RECORDS FOR THIS EXERCISE below:
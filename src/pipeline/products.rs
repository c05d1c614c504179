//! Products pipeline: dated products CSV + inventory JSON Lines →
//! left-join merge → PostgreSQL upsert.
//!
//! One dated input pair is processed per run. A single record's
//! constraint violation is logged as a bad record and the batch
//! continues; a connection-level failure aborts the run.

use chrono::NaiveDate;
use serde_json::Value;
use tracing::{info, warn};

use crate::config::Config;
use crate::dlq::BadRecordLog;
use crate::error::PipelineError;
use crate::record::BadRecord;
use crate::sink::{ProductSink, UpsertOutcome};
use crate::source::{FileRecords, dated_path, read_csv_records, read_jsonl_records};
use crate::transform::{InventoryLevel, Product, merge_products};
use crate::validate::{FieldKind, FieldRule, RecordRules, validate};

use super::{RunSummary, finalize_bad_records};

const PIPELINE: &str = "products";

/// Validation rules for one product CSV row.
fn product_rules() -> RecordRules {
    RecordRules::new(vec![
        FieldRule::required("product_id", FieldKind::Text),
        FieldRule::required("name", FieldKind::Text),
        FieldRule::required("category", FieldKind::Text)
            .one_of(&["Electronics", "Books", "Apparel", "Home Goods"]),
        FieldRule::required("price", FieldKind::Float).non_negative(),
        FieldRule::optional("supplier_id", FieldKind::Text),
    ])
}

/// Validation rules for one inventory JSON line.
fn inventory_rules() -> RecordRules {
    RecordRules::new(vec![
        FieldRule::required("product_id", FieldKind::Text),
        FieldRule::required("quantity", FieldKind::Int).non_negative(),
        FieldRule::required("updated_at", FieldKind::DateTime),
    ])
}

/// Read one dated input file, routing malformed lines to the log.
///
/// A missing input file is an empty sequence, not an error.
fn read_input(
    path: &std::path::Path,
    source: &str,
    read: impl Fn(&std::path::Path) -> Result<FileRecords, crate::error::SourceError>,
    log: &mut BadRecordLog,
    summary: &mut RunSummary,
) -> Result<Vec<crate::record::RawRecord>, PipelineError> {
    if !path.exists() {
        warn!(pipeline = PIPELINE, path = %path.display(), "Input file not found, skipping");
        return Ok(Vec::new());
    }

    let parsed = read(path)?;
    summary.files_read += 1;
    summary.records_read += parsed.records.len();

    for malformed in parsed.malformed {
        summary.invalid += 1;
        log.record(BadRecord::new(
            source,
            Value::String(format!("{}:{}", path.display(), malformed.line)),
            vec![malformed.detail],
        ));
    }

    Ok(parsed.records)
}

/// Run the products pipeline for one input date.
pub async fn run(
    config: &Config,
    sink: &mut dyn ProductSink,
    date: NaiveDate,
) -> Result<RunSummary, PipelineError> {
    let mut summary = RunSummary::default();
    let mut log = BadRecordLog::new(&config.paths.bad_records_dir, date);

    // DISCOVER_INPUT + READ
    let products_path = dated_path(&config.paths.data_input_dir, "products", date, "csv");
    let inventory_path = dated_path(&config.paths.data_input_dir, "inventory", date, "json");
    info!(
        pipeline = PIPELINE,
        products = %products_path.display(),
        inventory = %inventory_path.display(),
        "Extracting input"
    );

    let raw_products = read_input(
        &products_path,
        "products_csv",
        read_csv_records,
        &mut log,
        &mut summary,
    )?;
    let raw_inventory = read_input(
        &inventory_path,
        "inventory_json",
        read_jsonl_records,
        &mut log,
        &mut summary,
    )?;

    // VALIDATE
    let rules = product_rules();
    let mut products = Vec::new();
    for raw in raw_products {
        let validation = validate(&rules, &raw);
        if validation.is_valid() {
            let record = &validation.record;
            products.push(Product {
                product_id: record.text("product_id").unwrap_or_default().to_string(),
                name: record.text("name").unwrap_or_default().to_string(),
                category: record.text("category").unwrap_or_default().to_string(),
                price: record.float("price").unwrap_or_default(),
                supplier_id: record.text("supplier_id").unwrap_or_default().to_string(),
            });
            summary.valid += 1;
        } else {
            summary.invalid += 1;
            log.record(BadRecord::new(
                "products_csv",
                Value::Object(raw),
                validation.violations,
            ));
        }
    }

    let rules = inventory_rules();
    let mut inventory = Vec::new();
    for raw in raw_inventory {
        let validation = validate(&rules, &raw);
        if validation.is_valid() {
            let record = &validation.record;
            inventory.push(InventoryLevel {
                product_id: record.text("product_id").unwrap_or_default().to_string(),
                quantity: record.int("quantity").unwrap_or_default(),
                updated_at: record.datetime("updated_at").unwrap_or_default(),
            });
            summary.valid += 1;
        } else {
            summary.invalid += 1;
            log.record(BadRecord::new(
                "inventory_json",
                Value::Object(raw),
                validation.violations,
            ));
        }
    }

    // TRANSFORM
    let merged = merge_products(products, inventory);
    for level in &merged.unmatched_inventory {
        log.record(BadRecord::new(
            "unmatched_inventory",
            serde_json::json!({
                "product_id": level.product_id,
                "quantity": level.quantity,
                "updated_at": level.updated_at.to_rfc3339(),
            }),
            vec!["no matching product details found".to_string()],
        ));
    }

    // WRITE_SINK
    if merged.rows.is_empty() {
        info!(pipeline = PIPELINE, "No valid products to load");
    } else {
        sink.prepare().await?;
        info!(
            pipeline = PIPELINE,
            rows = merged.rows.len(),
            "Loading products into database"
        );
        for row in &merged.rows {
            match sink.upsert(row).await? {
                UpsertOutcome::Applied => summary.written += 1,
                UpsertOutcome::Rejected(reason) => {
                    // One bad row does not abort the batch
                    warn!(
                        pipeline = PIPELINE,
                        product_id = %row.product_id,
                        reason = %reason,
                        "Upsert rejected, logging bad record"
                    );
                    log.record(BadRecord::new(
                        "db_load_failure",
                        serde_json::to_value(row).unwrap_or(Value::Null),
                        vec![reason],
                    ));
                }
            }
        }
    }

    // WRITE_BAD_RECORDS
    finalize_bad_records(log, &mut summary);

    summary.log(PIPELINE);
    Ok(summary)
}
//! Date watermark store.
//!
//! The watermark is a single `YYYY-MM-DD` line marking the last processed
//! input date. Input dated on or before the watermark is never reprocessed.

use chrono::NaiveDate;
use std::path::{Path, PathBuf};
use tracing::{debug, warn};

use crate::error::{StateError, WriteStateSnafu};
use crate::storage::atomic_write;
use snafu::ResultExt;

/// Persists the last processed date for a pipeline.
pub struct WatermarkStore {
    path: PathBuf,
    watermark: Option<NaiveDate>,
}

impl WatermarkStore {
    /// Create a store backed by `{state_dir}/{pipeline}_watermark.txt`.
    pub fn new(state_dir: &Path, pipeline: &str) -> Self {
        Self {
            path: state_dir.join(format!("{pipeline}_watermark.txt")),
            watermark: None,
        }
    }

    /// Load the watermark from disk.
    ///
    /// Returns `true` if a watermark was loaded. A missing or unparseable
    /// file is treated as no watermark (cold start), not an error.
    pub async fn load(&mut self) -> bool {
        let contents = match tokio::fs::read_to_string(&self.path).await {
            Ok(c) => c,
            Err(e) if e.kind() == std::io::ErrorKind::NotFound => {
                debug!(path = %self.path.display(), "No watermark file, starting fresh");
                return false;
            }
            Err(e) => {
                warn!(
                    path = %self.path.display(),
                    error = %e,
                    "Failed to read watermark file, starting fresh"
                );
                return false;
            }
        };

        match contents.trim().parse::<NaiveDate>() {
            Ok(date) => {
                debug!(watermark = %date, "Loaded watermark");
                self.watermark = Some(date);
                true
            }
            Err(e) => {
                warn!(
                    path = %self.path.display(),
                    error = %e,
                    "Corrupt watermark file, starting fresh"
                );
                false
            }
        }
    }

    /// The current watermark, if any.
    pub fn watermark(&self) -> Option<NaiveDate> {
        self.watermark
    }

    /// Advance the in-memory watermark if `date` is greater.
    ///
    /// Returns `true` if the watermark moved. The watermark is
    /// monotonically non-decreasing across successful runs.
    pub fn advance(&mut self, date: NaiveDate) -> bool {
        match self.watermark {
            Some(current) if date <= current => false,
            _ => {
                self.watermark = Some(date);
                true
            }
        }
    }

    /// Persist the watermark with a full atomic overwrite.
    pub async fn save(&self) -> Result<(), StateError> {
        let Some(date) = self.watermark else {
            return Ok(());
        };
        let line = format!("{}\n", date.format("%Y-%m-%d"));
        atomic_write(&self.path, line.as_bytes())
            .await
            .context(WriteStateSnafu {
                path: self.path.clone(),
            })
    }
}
End of RECORDS FOR THIS EXERCISE.
RECORDS FOR THIS EXERCISE below:
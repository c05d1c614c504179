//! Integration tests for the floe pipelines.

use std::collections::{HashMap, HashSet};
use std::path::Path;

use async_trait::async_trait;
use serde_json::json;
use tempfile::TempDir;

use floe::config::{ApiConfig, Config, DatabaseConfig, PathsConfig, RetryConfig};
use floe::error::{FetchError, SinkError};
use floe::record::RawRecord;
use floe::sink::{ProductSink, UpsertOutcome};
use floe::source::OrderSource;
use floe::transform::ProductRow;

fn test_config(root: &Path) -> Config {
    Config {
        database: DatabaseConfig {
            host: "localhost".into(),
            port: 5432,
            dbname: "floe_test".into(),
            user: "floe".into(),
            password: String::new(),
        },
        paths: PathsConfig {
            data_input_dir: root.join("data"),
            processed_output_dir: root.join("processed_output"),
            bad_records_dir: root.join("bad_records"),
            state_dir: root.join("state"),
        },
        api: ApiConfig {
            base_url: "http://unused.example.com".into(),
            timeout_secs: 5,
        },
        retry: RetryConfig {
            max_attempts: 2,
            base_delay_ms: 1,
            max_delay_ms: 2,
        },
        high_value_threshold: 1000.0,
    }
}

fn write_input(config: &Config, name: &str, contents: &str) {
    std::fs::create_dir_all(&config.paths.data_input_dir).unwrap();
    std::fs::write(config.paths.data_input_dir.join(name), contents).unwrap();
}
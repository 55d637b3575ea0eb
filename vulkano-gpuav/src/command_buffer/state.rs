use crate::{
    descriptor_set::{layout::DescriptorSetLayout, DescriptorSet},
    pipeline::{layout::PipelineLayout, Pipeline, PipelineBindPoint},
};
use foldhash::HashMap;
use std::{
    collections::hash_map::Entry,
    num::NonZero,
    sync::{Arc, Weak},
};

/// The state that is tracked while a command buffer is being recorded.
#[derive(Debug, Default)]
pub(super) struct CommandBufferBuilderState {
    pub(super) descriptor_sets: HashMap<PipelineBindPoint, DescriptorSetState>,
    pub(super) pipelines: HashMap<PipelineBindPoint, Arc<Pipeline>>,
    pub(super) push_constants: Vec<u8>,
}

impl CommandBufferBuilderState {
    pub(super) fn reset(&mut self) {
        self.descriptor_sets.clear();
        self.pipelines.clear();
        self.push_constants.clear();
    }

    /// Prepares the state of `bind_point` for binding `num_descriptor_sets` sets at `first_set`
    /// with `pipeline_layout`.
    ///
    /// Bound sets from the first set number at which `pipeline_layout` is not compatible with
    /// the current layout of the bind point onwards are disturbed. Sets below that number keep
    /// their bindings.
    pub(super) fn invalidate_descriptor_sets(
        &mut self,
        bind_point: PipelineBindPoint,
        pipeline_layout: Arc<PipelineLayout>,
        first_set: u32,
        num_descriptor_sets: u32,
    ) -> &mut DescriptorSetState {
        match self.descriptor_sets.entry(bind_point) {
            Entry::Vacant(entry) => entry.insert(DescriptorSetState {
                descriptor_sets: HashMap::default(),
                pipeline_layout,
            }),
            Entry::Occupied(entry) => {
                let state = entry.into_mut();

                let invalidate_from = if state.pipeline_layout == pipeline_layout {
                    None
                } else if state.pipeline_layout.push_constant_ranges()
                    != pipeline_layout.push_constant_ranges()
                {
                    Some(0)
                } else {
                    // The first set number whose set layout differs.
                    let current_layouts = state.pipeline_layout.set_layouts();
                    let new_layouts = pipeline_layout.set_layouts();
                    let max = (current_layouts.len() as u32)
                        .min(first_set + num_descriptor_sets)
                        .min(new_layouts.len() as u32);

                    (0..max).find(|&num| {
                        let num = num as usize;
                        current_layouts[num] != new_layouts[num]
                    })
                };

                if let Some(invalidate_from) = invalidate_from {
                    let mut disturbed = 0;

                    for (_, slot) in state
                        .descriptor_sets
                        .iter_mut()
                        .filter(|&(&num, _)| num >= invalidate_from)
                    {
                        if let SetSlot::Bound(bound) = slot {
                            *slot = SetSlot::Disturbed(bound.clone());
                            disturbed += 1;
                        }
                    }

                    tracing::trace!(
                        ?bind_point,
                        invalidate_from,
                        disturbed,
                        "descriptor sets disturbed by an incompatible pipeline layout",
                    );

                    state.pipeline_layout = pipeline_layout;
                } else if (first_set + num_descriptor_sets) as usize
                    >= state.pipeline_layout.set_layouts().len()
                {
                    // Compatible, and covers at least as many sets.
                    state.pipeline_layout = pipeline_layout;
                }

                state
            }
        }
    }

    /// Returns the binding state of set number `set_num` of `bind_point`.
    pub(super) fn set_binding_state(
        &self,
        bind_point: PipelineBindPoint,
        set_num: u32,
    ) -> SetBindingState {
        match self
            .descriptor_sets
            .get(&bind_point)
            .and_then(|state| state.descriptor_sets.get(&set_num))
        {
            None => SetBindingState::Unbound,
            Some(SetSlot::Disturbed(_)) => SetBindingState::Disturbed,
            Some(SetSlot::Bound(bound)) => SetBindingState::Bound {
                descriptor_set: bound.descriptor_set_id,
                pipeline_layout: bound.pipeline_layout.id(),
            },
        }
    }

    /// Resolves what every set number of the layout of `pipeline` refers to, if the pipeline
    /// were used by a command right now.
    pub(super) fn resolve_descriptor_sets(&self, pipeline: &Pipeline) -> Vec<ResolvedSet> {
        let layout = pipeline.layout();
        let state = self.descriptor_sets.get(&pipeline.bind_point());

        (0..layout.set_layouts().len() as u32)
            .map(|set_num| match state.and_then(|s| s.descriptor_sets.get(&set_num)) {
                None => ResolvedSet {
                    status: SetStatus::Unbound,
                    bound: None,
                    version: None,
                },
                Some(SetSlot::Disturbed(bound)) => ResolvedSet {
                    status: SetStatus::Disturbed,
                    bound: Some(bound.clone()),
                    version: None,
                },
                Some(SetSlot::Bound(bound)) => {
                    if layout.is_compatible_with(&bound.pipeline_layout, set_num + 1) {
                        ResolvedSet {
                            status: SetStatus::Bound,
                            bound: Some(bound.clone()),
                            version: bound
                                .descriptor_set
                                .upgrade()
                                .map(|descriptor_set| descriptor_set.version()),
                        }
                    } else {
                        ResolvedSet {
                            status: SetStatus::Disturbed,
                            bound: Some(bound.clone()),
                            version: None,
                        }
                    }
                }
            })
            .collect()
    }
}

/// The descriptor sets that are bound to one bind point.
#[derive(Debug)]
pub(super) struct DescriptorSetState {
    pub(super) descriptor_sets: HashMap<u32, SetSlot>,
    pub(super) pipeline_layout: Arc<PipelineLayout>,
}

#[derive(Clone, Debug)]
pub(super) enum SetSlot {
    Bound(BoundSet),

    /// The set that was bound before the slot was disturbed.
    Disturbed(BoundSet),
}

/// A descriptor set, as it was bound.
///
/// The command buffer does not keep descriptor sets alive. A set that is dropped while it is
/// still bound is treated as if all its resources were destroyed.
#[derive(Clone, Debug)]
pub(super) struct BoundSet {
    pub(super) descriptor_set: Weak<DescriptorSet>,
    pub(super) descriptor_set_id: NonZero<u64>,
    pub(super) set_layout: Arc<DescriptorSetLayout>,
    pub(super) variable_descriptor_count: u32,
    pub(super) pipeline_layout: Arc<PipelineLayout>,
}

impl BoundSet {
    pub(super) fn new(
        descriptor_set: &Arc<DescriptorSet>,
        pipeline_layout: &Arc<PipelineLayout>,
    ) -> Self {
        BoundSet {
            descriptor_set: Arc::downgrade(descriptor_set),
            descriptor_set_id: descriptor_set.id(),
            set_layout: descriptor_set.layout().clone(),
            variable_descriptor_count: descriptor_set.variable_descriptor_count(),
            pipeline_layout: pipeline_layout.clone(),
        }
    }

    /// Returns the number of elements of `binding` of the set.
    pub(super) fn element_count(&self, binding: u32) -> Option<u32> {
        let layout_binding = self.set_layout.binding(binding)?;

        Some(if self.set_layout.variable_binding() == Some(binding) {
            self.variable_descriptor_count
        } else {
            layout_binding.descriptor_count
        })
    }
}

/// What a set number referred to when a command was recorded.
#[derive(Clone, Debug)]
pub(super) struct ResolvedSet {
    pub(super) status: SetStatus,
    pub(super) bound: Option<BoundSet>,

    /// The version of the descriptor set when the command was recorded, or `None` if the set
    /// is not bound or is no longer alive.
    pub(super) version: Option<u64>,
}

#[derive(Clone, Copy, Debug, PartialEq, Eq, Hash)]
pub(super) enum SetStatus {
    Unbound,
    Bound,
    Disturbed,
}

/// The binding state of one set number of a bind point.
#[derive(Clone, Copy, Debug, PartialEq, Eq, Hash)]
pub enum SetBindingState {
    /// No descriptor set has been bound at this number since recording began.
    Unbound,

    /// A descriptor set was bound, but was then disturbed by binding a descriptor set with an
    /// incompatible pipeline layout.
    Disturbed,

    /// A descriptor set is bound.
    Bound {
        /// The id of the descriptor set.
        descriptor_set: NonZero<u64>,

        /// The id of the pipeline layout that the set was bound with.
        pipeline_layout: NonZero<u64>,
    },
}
End of RECORDS FOR THIS EXERCISE.
■ **TASK PROMPT**
Determine how many lines of the entries above carry the string "required", and give that number alone.

■ **RESULT BELOW**
7